WHAT YOU HAVE TO DO> Nothing but the lines from the one containing "fs::metadata(path)" through the end of the entries below should be set down, each exactly as written.
[[ DATA SHOWN open ]]
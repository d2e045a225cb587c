//! Generation lock.
//!
//! An advisory marker file in the output directory. Creating it with
//! `create_new` is the ownership test: if the file already exists another runner
//! owns the directory and we fail fast. The marker records who owns it so an
//! operator can tell a live runner from a leftover.
//!
//! The marker is removed when the guard drops and, via [`install_signal_release`],
//! on SIGINT/SIGTERM. A hard kill still leaks it; markers older than the
//! configured staleness threshold are reclaimed on the next acquire.

use std::fs::{self, OpenOptions};
use std::io::Write;
use std::path::{Path, PathBuf};
use std::sync::Mutex;
use std::time::{Duration, SystemTime};

use chrono::{DateTime, Utc};
use serde::{Deserialize, Serialize};
use thiserror::Error;
use tracing::{debug, warn};

use crate::error::{AppError, ErrorKind};

const LOCK_FILE: &str = ".jobdocs.lock";

/// Markers currently held by this process, released by the signal handler.
static HELD: Mutex<Vec<PathBuf>> = Mutex::new(Vec::new());

#[derive(Debug, Error)]
pub enum LockError {
    #[error("generation lock '{path}' is already held ({owner}); another run is in progress")]
    Held { path: PathBuf, owner: String },
    #[error("failed to manage generation lock '{path}': {source}")]
    Io {
        path: PathBuf,
        #[source]
        source: std::io::Error,
    },
}

impl From<LockError> for AppError {
    fn from(err: LockError) -> Self {
        let kind = match err {
            LockError::Held { .. } => ErrorKind::LockContention,
            LockError::Io { .. } => ErrorKind::Io,
        };
        AppError::new(kind, err.to_string())
    }
}

/// Ownership metadata stored inside the marker.
#[derive(Debug, Clone, PartialEq, Eq, Serialize, Deserialize)]
pub struct LockOwner {
    pub pid: u32,
    pub host: String,
    pub acquired_at: DateTime<Utc>,
}

impl LockOwner {
    fn current() -> Self {
        Self {
            pid: std::process::id(),
            host: std::env::var("HOSTNAME").unwrap_or_else(|_| "unknown".to_string()),
            acquired_at: Utc::now(),
        }
    }
}

impl std::fmt::Display for LockOwner {
    fn fmt(&self, f: &mut std::fmt::Formatter<'_>) -> std::fmt::Result {
        write!(
            f,
            "pid {} on {} since {}",
            self.pid,
            self.host,
            self.acquired_at.to_rfc3339()
        )
    }
}

/// Held generation lock. Dropping it removes the marker.
#[derive(Debug)]
pub struct GenerationLock {
    path: PathBuf,
    released: bool,
}

impl GenerationLock {
    pub fn marker_path(dir: &Path) -> PathBuf {
        dir.join(LOCK_FILE)
    }

    pub fn acquire(dir: &Path, stale_after: Option<Duration>) -> Result<Self, LockError> {
        Self::acquire_at(dir, stale_after, SystemTime::now())
    }

    /// Acquire the lock, treating `now` as the current time for staleness checks.
    pub fn acquire_at(
        dir: &Path,
        stale_after: Option<Duration>,
        now: SystemTime,
    ) -> Result<Self, LockError> {
        let path = Self::marker_path(dir);
        let io_err = |source: std::io::Error| LockError::Io {
            path: path.clone(),
            source,
        };
        fs::create_dir_all(dir).map_err(io_err)?;

        let mut reclaimed = false;
        loop {
            let file = OpenOptions::new().create_new(true).write(true).open(&path);
            match file {
                Ok(mut handle) => {
                    let owner = LockOwner::current();
                    let body = serde_json::to_vec(&owner).map_err(|e| io_err(e.into()))?;
                    handle.write_all(&body).map_err(io_err)?;
                    handle.sync_all().map_err(io_err)?;
                    register(&path);
                    debug!(path = %path.display(), %owner, "generation lock acquired");
                    return Ok(Self {
                        path: path.clone(),
                        released: false,
                    });
                }
                Err(err) if err.kind() == std::io::ErrorKind::AlreadyExists => {
                    let owner = describe_owner(&path);
                    if !reclaimed && is_stale(&path, stale_after, now) {
                        warn!(
                            path = %path.display(),
                            owner = %owner,
                            "reclaiming stale generation lock"
                        );
                        match fs::remove_file(&path) {
                            Ok(()) => {}
                            Err(e) if e.kind() == std::io::ErrorKind::NotFound => {}
                            Err(e) => return Err(io_err(e)),
                        }
                        reclaimed = true;
                        continue;
                    }
                    return Err(LockError::Held {
                        path: path.clone(),
                        owner,
                    });
                }
                Err(err) => return Err(io_err(err)),
            }
        }
    }

    /// Remove the marker now, reporting failure instead of swallowing it.
    pub fn release(mut self) -> Result<(), LockError> {
        self.released = true;
        unregister(&self.path);
        match fs::remove_file(&self.path) {
            Ok(()) => Ok(()),
            Err(err) if err.kind() == std::io::ErrorKind::NotFound => Ok(()),
            Err(source) => Err(LockError::Io {
                path: self.path.clone(),
                source,
            }),
        }
    }
}

impl Drop for GenerationLock {
    fn drop(&mut self) {
        if !self.released {
            unregister(&self.path);
            let _ = fs::remove_file(&self.path);
        }
    }
}

/// Remove held markers on SIGINT/SIGTERM, then exit with status 130.
pub fn install_signal_release() -> Result<(), AppError> {
    ctrlc::set_handler(|| {
        release_all_held();
        std::process::exit(130);
    })
    .map_err(|e| AppError::config(format!("Failed to install signal handler: {e}")))
}

fn release_all_held() {
    let paths = match HELD.lock() {
        Ok(mut held) => std::mem::take(&mut *held),
        Err(poisoned) => std::mem::take(&mut *poisoned.into_inner()),
    };
    for path in paths {
        let _ = fs::remove_file(&path);
    }
}

fn register(path: &Path) {
    if let Ok(mut held) = HELD.lock() {
        held.push(path.to_path_buf());
    }
}

fn unregister(path: &Path) {
    if let Ok(mut held) = HELD.lock() {
        held.retain(|p| p != path);
    }
}

fn describe_owner(path: &Path) -> String {
    fs::read(path)
        .ok()
        .and_then(|bytes| serde_json::from_slice::<LockOwner>(&bytes).ok())
        .map(|owner| owner.to_string())
        .unwrap_or_else(|| "owner unknown".to_string())
}

fn is_stale(path: &Path, stale_after: Option<Duration>, now: SystemTime) -> bool {
    let Some(threshold) = stale_after else {
        return false;
    };
    fs::metadata(path)
        .and_then(|m| m.modified())
        .ok()
        .and_then(|modified| now.duration_since(modified).ok())
        .is_some_and(|age| age > threshold)
}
[[ DATA SHOWN closed ]]
EXPECTED OUTPUT>
    fs::metadata(path)
        .and_then(|m| m.modified())
        .ok()
        .and_then(|modified| now.duration_since(modified).ok())
        .is_some_and(|age| age > threshold)
}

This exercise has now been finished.